*** SOURCE MATERIAL

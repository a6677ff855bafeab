pub mod api;
pub mod auth;
pub mod config;
pub mod db;
pub mod error;
pub mod jobs;
pub mod middleware;
pub mod models;
pub mod services;
pub mod utils;

use std::net::SocketAddr;
use std::path::PathBuf;
use std::sync::Arc;

use axum::{extract::DefaultBodyLimit, middleware::from_fn_with_state, routing::get, Router};
use tokio::sync::broadcast;
use tower_http::{
    cors::{Any, CorsLayer},
    trace::TraceLayer,
};

use crate::auth::{GoogleIdentityProvider, IdentityProvider, SessionStore};
use crate::config::Config;
use crate::db::Database;
use crate::jobs::PromotionJob;
use crate::services::PromotionService;

const BODY_LIMIT_BYTES: usize = 10 * 1024 * 1024;

#[derive(Clone)]
pub struct AppState {
    pub db: Database,
    pub config: Arc<Config>,
    pub sessions: SessionStore,
    pub identity: Arc<dyn IdentityProvider>,
}

impl AppState {
    pub fn new(db: Database, config: Config, identity: Arc<dyn IdentityProvider>) -> Self {
        let sessions = SessionStore::new(config.admin.session_ttl_hours);
        Self {
            db,
            config: Arc::new(config),
            sessions,
            identity,
        }
    }
}

/// Builds the full router. `/health` sits outside the password gate.
pub fn app(state: AppState) -> Router {
    let static_dir = PathBuf::from(&state.config.server.static_dir);

    let gated = Router::new()
        .nest("/api", api::routes(state.clone()))
        .merge(api::pages::routes(&static_dir))
        .fallback_service(api::pages::static_files(&static_dir))
        .layer(from_fn_with_state(state.clone(), middleware::require_password));

    Router::new()
        .route("/health", get(health_check))
        .merge(gated)
        .layer(DefaultBodyLimit::max(BODY_LIMIT_BYTES))
        .layer(
            CorsLayer::new()
                .allow_origin(Any)
                .allow_methods(Any)
                .allow_headers(Any),
        )
        .layer(TraceLayer::new_for_http())
        .with_state(state)
}

async fn health_check() -> &'static str {
    "OK"
}

/// Connects storage, starts the background jobs and serves until a
/// shutdown signal arrives.
pub async fn run(config: Config) -> anyhow::Result<()> {
    let db = Database::connect(&config.database).await?;
    db.run_migrations().await?;

    if config.access.enabled() {
        tracing::info!("Board password gate enabled");
    } else {
        tracing::warn!("ACCESS__PASSWORD is empty; the board is open to everyone");
    }

    let identity: Arc<dyn IdentityProvider> = Arc::new(GoogleIdentityProvider::new(&config.oauth));
    let addr = format!("{}:{}", config.server.host, config.server.port);
    let promotion = PromotionService::new(db.clone(), config.promotion.clone());
    let state = AppState::new(db.clone(), config, identity);

    let (shutdown_tx, _) = broadcast::channel::<()>(1);
    let promotion_job = PromotionJob::new(promotion).start(shutdown_tx.subscribe());
    let sweeper = jobs::session_sweep::start(state.sessions.clone(), shutdown_tx.subscribe());

    let app = app(state);

    tracing::info!("Starting server on {}", addr);
    let listener = tokio::net::TcpListener::bind(&addr).await?;
    axum::serve(listener, app.into_make_service_with_connect_info::<SocketAddr>())
        .with_graceful_shutdown(shutdown_signal())
        .await?;

    tracing::info!("Server stopped, shutting down background jobs");
    let _ = shutdown_tx.send(());
    for handle in [promotion_job, sweeper] {
        if let Err(e) = handle.await {
            tracing::error!(error = %e, "Background job panicked");
        }
    }

    db.close().await;

    Ok(())
}

async fn shutdown_signal() {
    let ctrl_c = async {
        if let Err(e) = tokio::signal::ctrl_c().await {
            tracing::error!("Failed to listen for Ctrl+C: {}", e);
            std::future::pending::<()>().await;
        }
    };

    #[cfg(unix)]
    let terminate = async {
        use tokio::signal::unix::{signal, SignalKind};

        match signal(SignalKind::terminate()) {
            Ok(mut terminate) => {
                terminate.recv().await;
            }
            Err(e) => {
                tracing::error!("Failed to install SIGTERM handler: {}", e);
                std::future::pending::<()>().await;
            }
        }
    };

    #[cfg(not(unix))]
    let terminate = std::future::pending::<()>();

    tokio::select! {
        _ = ctrl_c => {},
        _ = terminate => {},
    }

    tracing::info!("Shutdown signal received");
}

******

- WHAT IS REQUIRED -
Look above for the line holding "let listener = tokio::net::TcpListener::bind(&addr).await?;" and the line holding "if let Err(e) = handle.await". Retype both, and every line between them, word for word and nothing else.

- SOLUTION TO THE EXERCISE -
    let listener = tokio::net::TcpListener::bind(&addr).await?;
    axum::serve(listener, app.into_make_service_with_connect_info::<SocketAddr>())
        .with_graceful_shutdown(shutdown_signal())
        .await?;

    tracing::info!("Server stopped, shutting down background jobs");
    let _ = shutdown_tx.send(());
    for handle in [promotion_job, sweeper] {
        if let Err(e) = handle.await {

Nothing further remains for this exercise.